When you're done, can you come up and help us with this lake please?

Anonymous said...

Is King Cnut the old sovereign who waded into the ocean, waving his broadsword to stop the tide?

I'd rather take my chances with water haycinth. At least there is a finite number of them in a confined space. Unlike the old King, you can at least see some progress.

By the way, is it an alligator or a crocodile you have in that pond?


Steve Cotton said...

Teresa -- My landlady put the crew together. I was surprised how much we were able to pull out.

Chrissy -- The leaves are so small, I am not certain what could be made of them. But we have huge piles for the taking. We burn it.

Mexican Trailrunner -- I will let you borrow the grappling hook. It makes us look like pirates. A role with which I have some familiarity.

ANM -- Sir, you malign the Great Dane. It was his sycophantical courtiers who told him he was powerful enough to stop the tide. (Not unlike academics kissing up the dean.) He had his throne taken to the edge of the shore to disprove their noinmsense. (Something a deen would never think of doing.) Of course, that is the royal-approved version. Who knows what Prince Chartles would attempt to command these days.

Our inlet denizen is definitely a crocodile,. Though I have no way of knowing if he is a "he." And I ain't checkin'.

Tancho said...

Stellar job my amigo. Are there any uses for the weed as feed for anything except a land fill?
I wonder how much it would cost local labor wise to ride the lagoon of the culprit?

Anonymous said...

Yes, the good King was merely performing a scientific experiment to show to everyone that he was as powerful as everyone thought he was.

Now really, given how the use of power went in those days, do you really believe that Canut, or any other king for that matter, would go out of his way to prove weakness?

I really doubt it. That kind of silliness, proving one's own incompetence, is only something a dean would do -- without knowing it, of course.


Brenda said...

yes the water hyacinth is edible. You can feed it to your livestock!Watch this video.

Steve Cotton said...

Tancho -- It is supposed to have compost capability. Brenda says it makes good cattle feed.

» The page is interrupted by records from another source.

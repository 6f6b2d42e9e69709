//! Dense feature matrices and training-schema reconciliation

use anyhow::Result;
use faer::Mat;
use polars::prelude::*;
use serde::Serialize;

use super::error::PipelineError;
use super::schema::{column_f64, column_names, is_numeric, require_columns};

/// Named columns over a dense row-by-feature matrix
#[derive(Debug, Clone)]
pub struct FeatureMatrix {
    pub names: Vec<String>,
    pub data: Mat<f64>,
}

impl FeatureMatrix {
    /// Build from every column of `df` except `exclude`. All remaining
    /// columns must be numeric and null-free.
    pub fn from_frame(df: &DataFrame, exclude: &[String]) -> Result<Self> {
        let names: Vec<String> = column_names(df)
            .into_iter()
            .filter(|n| !exclude.contains(n))
            .collect();

        let mut data = Mat::<f64>::zeros(df.height(), names.len());
        for (j, name) in names.iter().enumerate() {
            let column = df.column(name)?;
            if !is_numeric(column.dtype()) {
                return Err(PipelineError::NonNumericFeature {
                    column: name.clone(),
                    dtype: column.dtype().to_string(),
                }
                .into());
            }
            let values = column_f64(df, name)?;
            let nulls = values
                .iter()
                .filter(|v| v.map_or(true, f64::is_nan))
                .count();
            if nulls > 0 {
                return Err(PipelineError::NullsInFeature {
                    column: name.clone(),
                    count: nulls,
                }
                .into());
            }
            for (i, v) in values.into_iter().enumerate() {
                data[(i, j)] = v.unwrap_or_default();
            }
        }

        Ok(Self { names, data })
    }

    pub fn nrows(&self) -> usize {
        self.data.nrows()
    }

    pub fn ncols(&self) -> usize {
        self.data.ncols()
    }

    pub fn shape(&self) -> (usize, usize) {
        (self.nrows(), self.ncols())
    }

    /// Copy of the given rows, in the given order
    pub fn select_rows(&self, indices: &[usize]) -> Self {
        Self {
            names: self.names.clone(),
            data: take_rows(&self.data, indices),
        }
    }

    pub fn column(&self, j: usize) -> Vec<f64> {
        (0..self.nrows()).map(|i| self.data[(i, j)]).collect()
    }

    pub fn row(&self, i: usize) -> Vec<f64> {
        (0..self.ncols()).map(|j| self.data[(i, j)]).collect()
    }
}

/// Copy the given rows of a matrix
pub fn take_rows(data: &Mat<f64>, indices: &[usize]) -> Mat<f64> {
    Mat::from_fn(indices.len(), data.ncols(), |i, j| data[(indices[i], j)])
}

/// Subset of a slice at the given indices
pub fn take_values(values: &[f64], indices: &[usize]) -> Vec<f64> {
    indices.iter().map(|&i| values[i]).collect()
}

/// The regression target as a dense vector; nulls are an error
pub fn target_vector(df: &DataFrame, target: &str) -> Result<Vec<f64>> {
    require_columns(df, &[target])?;
    let values = column_f64(df, target)?;
    let nulls = values.iter().filter(|v| v.map_or(true, f64::is_nan)).count();
    if nulls > 0 {
        return Err(PipelineError::NullsInFeature {
            column: target.to_string(),
            count: nulls,
        }
        .into());
    }
    Ok(values.into_iter().map(|v| v.unwrap_or_default()).collect())
}

/// What reconciliation changed in a scored table
#[derive(Debug, Clone, Default, Serialize)]
pub struct Reconciliation {
    /// Training columns absent from the input, filled with zeros
    pub zero_filled: Vec<String>,
    /// Input columns unknown to the model, dropped
    pub dropped: Vec<String>,
    /// Training columns found in the input
    pub matched: usize,
    pub expected: usize,
}

impl Reconciliation {
    pub fn overlap(&self) -> f64 {
        if self.expected == 0 {
            1.0
        } else {
            self.matched as f64 / self.expected as f64
        }
    }
}

/// Align a table to the training column list: zero-fill absent columns,
/// drop extra ones and order exactly as at training time.
///
/// Fails when fewer than `min_overlap` of the training columns are present,
/// which rejects tables that merely happen to be numeric.
pub fn reconcile_columns(
    df: &DataFrame,
    training_columns: &[String],
    min_overlap: f64,
) -> Result<(DataFrame, Reconciliation)> {
    let available = column_names(df);

    let zero_filled: Vec<String> = training_columns
        .iter()
        .filter(|c| !available.contains(c))
        .cloned()
        .collect();
    let dropped: Vec<String> = available
        .iter()
        .filter(|c| !training_columns.contains(c))
        .cloned()
        .collect();

    let report = Reconciliation {
        matched: training_columns.len() - zero_filled.len(),
        expected: training_columns.len(),
        zero_filled,
        dropped,
    };

    if report.overlap() < min_overlap {
        return Err(PipelineError::SchemaMismatch {
            matched: report.matched,
            expected: report.expected,
            ratio: report.overlap() * 100.0,
            required: min_overlap * 100.0,
        }
        .into());
    }

    let mut out = df.clone();
    for name in &report.zero_filled {
        out.with_column(Column::new(name.as_str().into(), vec![0.0f64; df.height()]))?;
    }
    let out = out.select(training_columns.iter().map(String::as_str))?;

    Ok((out, report))
}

Chrissy says it can be used as a manufacturing fiber. I suspect we could gather up a few local hands and clear our inlet in a matter of hours. We talked to a construction foreman with that in mind, but he informed me none of his workers will go near the water because of what lurks beneath.

ANM -- I see that you are once again equating humility with weakness. Something a king in the age of faith would never have done. Of course, you were not. A king, that is. You, sir, are confusing him with one of your authoritarian statist kings (like the Stuarts) after whom you would remodel our fine constitution.

Brenda -- Now all I need to do is buy a few head of cattle. Then what do I do with THAT waste?

Brenda said...

Well, I know there are many farmers in Mexico who have cattle. Perhaps if they knew this was a good source of free food for their animals it might behoove them to come clear it out for you! It's also edible for humans. Haven't tasted it myself. Maybe when I am in PV next month I will check it out for myself.

Steve Cotton said...

Brenda -- Maybe we could get large life vests for the cattle and just let them munch through the stuff -- in place.